Leaked internal documents analyzed by TechCrunch show OpenAI paid Microsoft billions under a revenue share arrangement and spent roughly 12.4B on Azure inference from 2024 to 2025. The leaks highlight recurring AI compute costs, margin pressure, and the strategic role of cloud partners.

Leaked internal documents, analyzed in a TechCrunch led series of reports, reveal the scale of OpenAI payments to Microsoft under a revenue share arrangement and detail inference spend on Azure. Public summaries and independently circulated copies place OpenAI inference costs in the billions for 2024 to 2025, with some coverage citing a figure near 12.4B. These numbers expose the raw infrastructure bills behind large language models and shift the debate over AI cloud cost analysis, pricing and margins.
AI platforms incur two distinct kinds of compute spend. Training costs are episodic and capital intensive. Inference costs are ongoing and accrue each time a deployed model answers a user query. For commercial AI providers, inference can become the dominant recurring expense as usage scales. The leaked documents put a spotlight on those recurring bills and on how close ties to a cloud provider can reshape unit economics.
These findings matter for industry players customers and investors. If inference bills reach multi billion levels then gross margins on AI services may be thinner than subscription prices imply. Companies will need to:
For cloud providers like Microsoft the revenue share arrangement aligns incentives and secures recurring cloud revenue. For model makers the deal reduces capital expenditure but increases dependency on a single provider.
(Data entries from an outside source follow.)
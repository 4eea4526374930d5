//! High-level client for firewall appliances.
//!
//! [`FtdClient`] ties the session engine to the mode state machine: commands
//! go straight to the session, and the `enter_*_mode` operations walk the
//! device between its CLI contexts.

mod builder;

pub use builder::FtdClientBuilder;

use std::fmt;

use log::debug;

use crate::error::{Result, SessionError};
use crate::mode::{Mode, ModeMachine};
use crate::session::{Outcome, Response, Session};
use crate::transport::{ShellChannel, SftpClient, SshConfig, SshShell};

/// A client for one appliance.
pub struct FtdClient<C: ShellChannel = SshShell> {
    ssh_config: Option<SshConfig>,
    session: Session<C>,
    modes: ModeMachine,
}

impl FtdClient<SshShell> {
    /// Start building an SSH client for `host`.
    pub fn builder(host: impl Into<String>) -> FtdClientBuilder {
        FtdClientBuilder::new(host)
    }

    /// Open the SSH shell and wait for the first prompt.
    ///
    /// A silent device is not an error: the returned outcome is
    /// [`Outcome::TimedOut`] and the client stays connected.
    pub async fn connect(&mut self) -> Result<Outcome> {
        if self.session.is_open() {
            return Err(SessionError::AlreadyConnected.into());
        }
        let config = self
            .ssh_config
            .clone()
            .ok_or_else(|| SessionError::InvalidConfig {
                message: "No SSH configuration".to_string(),
            })?;

        debug!("connecting to {}", config.socket_addr());
        let shell = SshShell::open(config).await?;
        self.attach(shell).await
    }

    /// Open an SFTP connection to the same device with the same credentials.
    pub async fn sftp(&self) -> Result<SftpClient> {
        let config = self
            .ssh_config
            .clone()
            .ok_or_else(|| SessionError::InvalidConfig {
                message: "No SSH configuration".to_string(),
            })?;
        SftpClient::connect(config).await
    }
}

impl<C: ShellChannel> FtdClient<C> {
    /// Wrap an existing session. The client starts in [`Mode::Regular`].
    pub fn new(session: Session<C>) -> Self {
        Self {
            ssh_config: None,
            session,
            modes: ModeMachine::new(),
        }
    }

    pub(crate) fn with_ssh_config(session: Session<C>, ssh_config: SshConfig) -> Self {
        Self {
            ssh_config: Some(ssh_config),
            ..Self::new(session)
        }
    }

    /// Attach an already open channel and wait for the first prompt.
    pub async fn attach(&mut self, channel: C) -> Result<Outcome> {
        if self.session.is_open() {
            return Err(SessionError::AlreadyConnected.into());
        }
        self.modes.reset();
        self.session.attach(channel).await
    }

    /// Close the channel. Idempotent.
    pub async fn disconnect(&mut self) -> Result<()> {
        self.modes.reset();
        self.session.close().await
    }

    /// Send a command and wait for the default prompt.
    pub async fn send_command(&mut self, command: &str) -> Result<Response> {
        self.session.send_command(command).await
    }

    /// Send a command and wait for `pattern`.
    pub async fn send_command_expect(&mut self, command: &str, pattern: &str) -> Result<Response> {
        self.session.send_command_expect(command, pattern).await
    }

    /// Move the device to `mode`, returning the response of every step sent.
    pub async fn enter_mode(&mut self, mode: Mode) -> Result<Vec<Response>> {
        self.modes.enter(&mut self.session, mode).await
    }

    pub async fn enter_regular_mode(&mut self) -> Result<Vec<Response>> {
        self.enter_mode(Mode::Regular).await
    }

    pub async fn enter_diagnostic_cli_mode(&mut self) -> Result<Vec<Response>> {
        self.enter_mode(Mode::DiagnosticCli).await
    }

    pub async fn enter_lina_mode(&mut self) -> Result<Vec<Response>> {
        self.enter_mode(Mode::Lina).await
    }

    pub async fn enter_expert_mode(&mut self) -> Result<Vec<Response>> {
        self.enter_mode(Mode::Expert).await
    }

    pub async fn enter_clish_mode(&mut self) -> Result<Vec<Response>> {
        self.enter_mode(Mode::Clish).await
    }

    /// The mode the device is believed to be in.
    pub fn mode(&self) -> Mode {
        self.modes.current()
    }

    pub fn is_connected(&self) -> bool {
        self.session.is_open()
    }

    /// The final line of the last matched response.
    pub fn last_prompt(&self) -> Option<&str> {
        self.session.last_prompt()
    }

    /// Everything received since connecting, with the password redacted.
    pub fn history(&self) -> &str {
        self.session.history()
    }

    pub fn session(&self) -> &Session<C> {
        &self.session
    }

    pub fn ssh_config(&self) -> Option<&SshConfig> {
        self.ssh_config.as_ref()
    }
}

impl<C: ShellChannel> fmt::Debug for FtdClient<C> {
    fn fmt(&self, f: &mut fmt::Formatter<'_>) -> fmt::Result {
        f.debug_struct("FtdClient")
            .field("host", &self.ssh_config.as_ref().map(|c| c.socket_addr()))
            .field("mode", &self.modes.current())
            .field("session", &self.session)
            .finish()
    }
}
This reporting aligns with broader trends in automation and cloud economics where platform scale players consolidate infrastructure to capture performance and pricing advantages. Rising attention to per inference costs is prompting engineers to optimize models switch to more efficient runtimes and experiment with on premise or hybrid architectures. Conversations around AI compute pricing cloud billing for AI workloads and cost optimization are accelerating across the sector.
How much did OpenAI spend on Azure inference
Public summaries of the leaks estimate OpenAI inference costs in the billions for 2024 to 2025 with some reports citing roughly 12.4B for that period.
What is inference cost
Inference cost is the compute consumed each time a deployed model responds to a user request. It is a recurring operational expense that scales with usage.
How does this affect pricing for customers
If inference bills are high providers may adopt tiered pricing pay as you go models or rate limits to manage costs and preserve margins.
The leaks do more than reveal dollar amounts. They force a reckoning with the business model behind modern AI: models create demand but the compute required to serve that demand creates substantial recurring costs. For businesses building or buying AI solutions the takeaway is practical. Evaluate model performance alongside infrastructure arrangements and cloud billing terms that shape long term margins. Watch OpenAI and Microsoft for any public clarifications and for competitive moves that could reshape AI compute pricing and cloud cost management.